• **REQUIRED ACTION**
Copy each line of the records below that has "NotificationId" in it.

======== DATASET EXCERPTS

//! Engine-owned state and the snapshot types handed out to callers.

use serde::Serialize;
use tokio_util::sync::CancellationToken;
use uuid::Uuid;

use crate::types::{
    ClassificationRequest, Condition, ConversationId, InboundMessage, NotificationId, Sensitivity,
};

/// A registered conversation: its unread window and newest message.
///
/// Read messages are dropped; only the newest text is kept for previews.
#[derive(Debug, Clone)]
pub(crate) struct ConversationState {
    pub name: String,
    unread: Vec<InboundMessage>,
    last_message: Option<String>,
}

impl ConversationState {
    pub fn new(name: impl Into<String>) -> Self {
        Self {
            name: name.into(),
            unread: Vec::new(),
            last_message: None,
        }
    }

    pub fn push(&mut self, message: InboundMessage) {
        self.last_message = Some(message.text.clone());
        self.unread.push(message);
    }

    pub fn unread(&self) -> &[InboundMessage] {
        &self.unread
    }

    pub fn unread_count(&self) -> usize {
        self.unread.len()
    }

    pub fn last_message(&self) -> Option<&str> {
        self.last_message.as_deref()
    }

    /// Mark every message read, returning how many were unread.
    pub fn mark_all_read(&mut self) -> usize {
        let changed = self.unread.len();
        self.unread.clear();
        changed
    }
}

/// A classification call that has been dispatched and not yet applied.
#[derive(Debug)]
pub(crate) struct InFlight {
    pub conversation_id: ConversationId,
    pub request: ClassificationRequest,
    pub token: CancellationToken,
}

/// What happened to the classification side of an inbound message.
#[derive(Debug, Clone, Copy, PartialEq, Eq, Serialize)]
#[serde(rename_all = "snake_case")]
pub enum ClassificationDispatch {
    /// One classifier call was issued.
    Started,
    /// Condition matching is off or no conditions are configured.
    NoConditions,
    /// An identical call for this conversation is already in flight.
    Duplicate,
    /// Nothing unread to evaluate.
    NothingUnread,
}

/// Result of delivering an inbound message.
#[derive(Debug, Clone, PartialEq, Eq, Serialize)]
pub struct ReceiveOutcome {
    pub message_id: Uuid,
    /// The always-on "new message" notification, when general notifications are on.
    pub general_notification: Option<NotificationId>,
    pub classification: ClassificationDispatch,
}

/// Point-in-time view of one conversation.
#[derive(Debug, Clone, Serialize)]
pub struct ConversationSnapshot {
    pub id: ConversationId,
    pub name: String,
    pub unread_count: usize,
    pub last_message: Option<String>,
    pub general_enabled: bool,
    pub condition_matching_enabled: bool,
    pub sensitivity: Sensitivity,
    pub conditions: Vec<Condition>,
    /// Topics already notified in the current unread window, sorted.
    pub notified_topics: Vec<String>,
    /// Classifier calls dispatched and not yet applied, including cancelled ones.
    pub classifications_in_flight: usize,
}

#[cfg(test)]
mod tests {
    use super::*;

    #[test]
    fn test_unread_tracking() {
        let mut state = ConversationState::new("상대방");
        assert_eq!(state.unread_count(), 0);
        assert!(state.last_message().is_none());

        state.push(InboundMessage::new("안녕"));
        state.push(InboundMessage::new("여행 가자"));
        assert_eq!(state.unread_count(), 2);
        assert_eq!(state.last_message(), Some("여행 가자"));

        assert_eq!(state.mark_all_read(), 2);
        assert_eq!(state.unread_count(), 0);
        assert!(state.unread().is_empty());
        assert_eq!(state.mark_all_read(), 0);
        // The preview survives the read window
        assert_eq!(state.last_message(), Some("여행 가자"));
    }
}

================

• **THE COMPLETED TASK**
    ClassificationRequest, Condition, ConversationId, InboundMessage, NotificationId, Sensitivity,
    pub general_notification: Option<NotificationId>,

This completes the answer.